[What is expected]:
Determine how many lines in the records below contain "title", then state that number alone.

———

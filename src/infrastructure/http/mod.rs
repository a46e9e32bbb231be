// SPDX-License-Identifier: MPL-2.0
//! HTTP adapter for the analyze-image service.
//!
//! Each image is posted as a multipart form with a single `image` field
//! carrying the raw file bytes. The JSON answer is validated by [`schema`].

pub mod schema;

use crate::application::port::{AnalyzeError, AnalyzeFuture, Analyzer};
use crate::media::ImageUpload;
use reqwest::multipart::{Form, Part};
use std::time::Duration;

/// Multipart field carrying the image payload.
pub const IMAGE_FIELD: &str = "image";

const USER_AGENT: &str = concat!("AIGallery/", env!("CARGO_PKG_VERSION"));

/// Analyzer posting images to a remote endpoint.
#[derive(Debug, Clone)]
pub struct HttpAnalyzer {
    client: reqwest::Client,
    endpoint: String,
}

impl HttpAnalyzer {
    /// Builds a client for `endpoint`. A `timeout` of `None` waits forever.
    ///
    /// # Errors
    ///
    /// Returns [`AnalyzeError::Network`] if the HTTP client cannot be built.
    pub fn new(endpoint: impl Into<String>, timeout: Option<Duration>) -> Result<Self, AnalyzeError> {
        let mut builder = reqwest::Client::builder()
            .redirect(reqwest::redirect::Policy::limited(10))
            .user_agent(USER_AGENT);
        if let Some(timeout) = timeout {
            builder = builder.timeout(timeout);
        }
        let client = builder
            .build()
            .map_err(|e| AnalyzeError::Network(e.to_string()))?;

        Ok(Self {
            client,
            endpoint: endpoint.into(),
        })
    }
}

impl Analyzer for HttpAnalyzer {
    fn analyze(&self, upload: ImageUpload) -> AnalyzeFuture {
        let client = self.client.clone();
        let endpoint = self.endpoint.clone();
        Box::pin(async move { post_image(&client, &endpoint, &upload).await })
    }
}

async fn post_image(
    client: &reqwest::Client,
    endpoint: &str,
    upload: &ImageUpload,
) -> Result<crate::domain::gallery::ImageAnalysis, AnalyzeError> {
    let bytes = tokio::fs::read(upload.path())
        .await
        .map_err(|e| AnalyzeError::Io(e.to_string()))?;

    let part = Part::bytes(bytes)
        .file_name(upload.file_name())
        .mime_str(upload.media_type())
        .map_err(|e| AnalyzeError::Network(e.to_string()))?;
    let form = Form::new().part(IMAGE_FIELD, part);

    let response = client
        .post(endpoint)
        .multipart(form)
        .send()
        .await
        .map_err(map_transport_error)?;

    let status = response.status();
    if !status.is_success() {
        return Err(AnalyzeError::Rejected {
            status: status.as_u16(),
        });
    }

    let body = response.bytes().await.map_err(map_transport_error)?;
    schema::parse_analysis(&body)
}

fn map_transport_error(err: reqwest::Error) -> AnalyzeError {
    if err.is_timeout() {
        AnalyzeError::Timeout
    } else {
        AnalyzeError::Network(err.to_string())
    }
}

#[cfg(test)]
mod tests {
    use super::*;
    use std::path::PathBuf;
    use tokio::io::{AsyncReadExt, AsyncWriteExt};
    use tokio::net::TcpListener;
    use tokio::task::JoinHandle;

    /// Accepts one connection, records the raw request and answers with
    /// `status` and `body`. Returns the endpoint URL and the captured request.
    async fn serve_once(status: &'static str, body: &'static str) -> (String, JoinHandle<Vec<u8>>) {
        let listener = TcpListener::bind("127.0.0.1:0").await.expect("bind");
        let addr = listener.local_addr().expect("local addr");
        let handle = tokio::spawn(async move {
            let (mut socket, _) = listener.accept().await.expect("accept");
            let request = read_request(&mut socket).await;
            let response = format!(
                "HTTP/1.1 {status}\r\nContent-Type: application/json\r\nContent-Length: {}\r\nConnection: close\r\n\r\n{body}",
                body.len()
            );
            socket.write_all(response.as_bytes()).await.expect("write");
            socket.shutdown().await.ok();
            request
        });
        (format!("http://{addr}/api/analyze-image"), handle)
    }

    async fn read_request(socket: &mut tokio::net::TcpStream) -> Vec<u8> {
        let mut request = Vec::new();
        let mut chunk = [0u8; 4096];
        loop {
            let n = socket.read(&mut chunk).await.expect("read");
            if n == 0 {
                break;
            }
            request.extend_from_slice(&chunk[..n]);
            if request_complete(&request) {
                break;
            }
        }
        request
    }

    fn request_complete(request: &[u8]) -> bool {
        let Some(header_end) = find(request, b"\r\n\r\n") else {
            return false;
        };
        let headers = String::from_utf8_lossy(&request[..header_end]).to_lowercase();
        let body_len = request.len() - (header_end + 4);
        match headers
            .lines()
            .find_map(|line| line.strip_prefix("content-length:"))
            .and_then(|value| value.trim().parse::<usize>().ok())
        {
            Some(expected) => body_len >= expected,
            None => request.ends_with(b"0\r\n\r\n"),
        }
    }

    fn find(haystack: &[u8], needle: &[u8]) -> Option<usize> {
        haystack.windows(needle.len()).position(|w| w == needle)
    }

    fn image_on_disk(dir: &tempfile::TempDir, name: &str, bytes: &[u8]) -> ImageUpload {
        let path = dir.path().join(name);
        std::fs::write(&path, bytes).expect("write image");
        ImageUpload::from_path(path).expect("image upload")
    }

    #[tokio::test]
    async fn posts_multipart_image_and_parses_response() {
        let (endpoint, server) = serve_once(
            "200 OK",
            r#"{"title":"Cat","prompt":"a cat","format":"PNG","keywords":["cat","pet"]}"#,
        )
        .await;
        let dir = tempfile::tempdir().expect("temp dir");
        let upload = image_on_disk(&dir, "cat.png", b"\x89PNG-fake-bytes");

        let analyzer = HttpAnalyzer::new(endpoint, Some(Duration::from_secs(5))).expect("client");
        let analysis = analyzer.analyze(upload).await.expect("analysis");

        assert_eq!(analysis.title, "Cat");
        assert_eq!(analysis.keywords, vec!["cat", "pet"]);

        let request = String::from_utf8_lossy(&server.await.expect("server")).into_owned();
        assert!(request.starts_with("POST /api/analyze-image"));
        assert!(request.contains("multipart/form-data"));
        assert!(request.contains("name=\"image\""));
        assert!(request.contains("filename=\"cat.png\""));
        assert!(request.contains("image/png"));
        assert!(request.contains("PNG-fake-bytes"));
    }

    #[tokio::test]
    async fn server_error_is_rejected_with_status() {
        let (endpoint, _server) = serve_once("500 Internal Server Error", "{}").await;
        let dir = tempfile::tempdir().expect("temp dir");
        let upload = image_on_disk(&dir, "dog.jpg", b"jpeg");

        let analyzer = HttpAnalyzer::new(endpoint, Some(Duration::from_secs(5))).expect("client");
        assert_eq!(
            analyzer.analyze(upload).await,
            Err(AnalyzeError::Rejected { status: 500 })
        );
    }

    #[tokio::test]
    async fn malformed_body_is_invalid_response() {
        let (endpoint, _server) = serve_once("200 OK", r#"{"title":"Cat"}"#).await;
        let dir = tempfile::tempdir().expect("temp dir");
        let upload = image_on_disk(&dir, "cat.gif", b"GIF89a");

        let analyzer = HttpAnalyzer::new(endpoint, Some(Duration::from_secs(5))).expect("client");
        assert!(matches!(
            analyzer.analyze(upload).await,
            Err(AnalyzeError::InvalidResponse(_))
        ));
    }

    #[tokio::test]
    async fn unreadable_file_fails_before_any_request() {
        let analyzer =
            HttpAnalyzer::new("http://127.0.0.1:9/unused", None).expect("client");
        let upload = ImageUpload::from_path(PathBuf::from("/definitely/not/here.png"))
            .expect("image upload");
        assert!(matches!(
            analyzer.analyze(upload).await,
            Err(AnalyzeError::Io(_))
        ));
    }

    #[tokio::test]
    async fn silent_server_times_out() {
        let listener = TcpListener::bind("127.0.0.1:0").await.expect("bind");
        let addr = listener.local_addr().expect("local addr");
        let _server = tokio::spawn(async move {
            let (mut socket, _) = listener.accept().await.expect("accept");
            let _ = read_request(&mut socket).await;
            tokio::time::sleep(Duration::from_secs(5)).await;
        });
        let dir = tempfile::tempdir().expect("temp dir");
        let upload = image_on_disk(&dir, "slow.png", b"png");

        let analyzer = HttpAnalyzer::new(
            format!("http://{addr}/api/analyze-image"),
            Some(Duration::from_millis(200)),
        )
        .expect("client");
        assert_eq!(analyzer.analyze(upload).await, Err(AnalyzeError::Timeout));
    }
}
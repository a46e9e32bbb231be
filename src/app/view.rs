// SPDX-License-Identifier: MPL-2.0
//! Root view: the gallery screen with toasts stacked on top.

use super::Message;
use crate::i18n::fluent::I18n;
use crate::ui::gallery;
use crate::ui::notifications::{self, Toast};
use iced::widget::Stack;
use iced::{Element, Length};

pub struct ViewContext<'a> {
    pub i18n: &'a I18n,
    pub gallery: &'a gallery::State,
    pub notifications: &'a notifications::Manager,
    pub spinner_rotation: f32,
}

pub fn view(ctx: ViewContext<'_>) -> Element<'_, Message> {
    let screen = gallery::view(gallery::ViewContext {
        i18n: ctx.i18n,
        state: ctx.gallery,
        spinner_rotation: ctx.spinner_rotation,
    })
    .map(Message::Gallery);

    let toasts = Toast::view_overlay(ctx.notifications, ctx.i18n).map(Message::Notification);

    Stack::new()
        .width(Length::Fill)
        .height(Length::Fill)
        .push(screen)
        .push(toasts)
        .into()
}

———

[Result for this task]:
3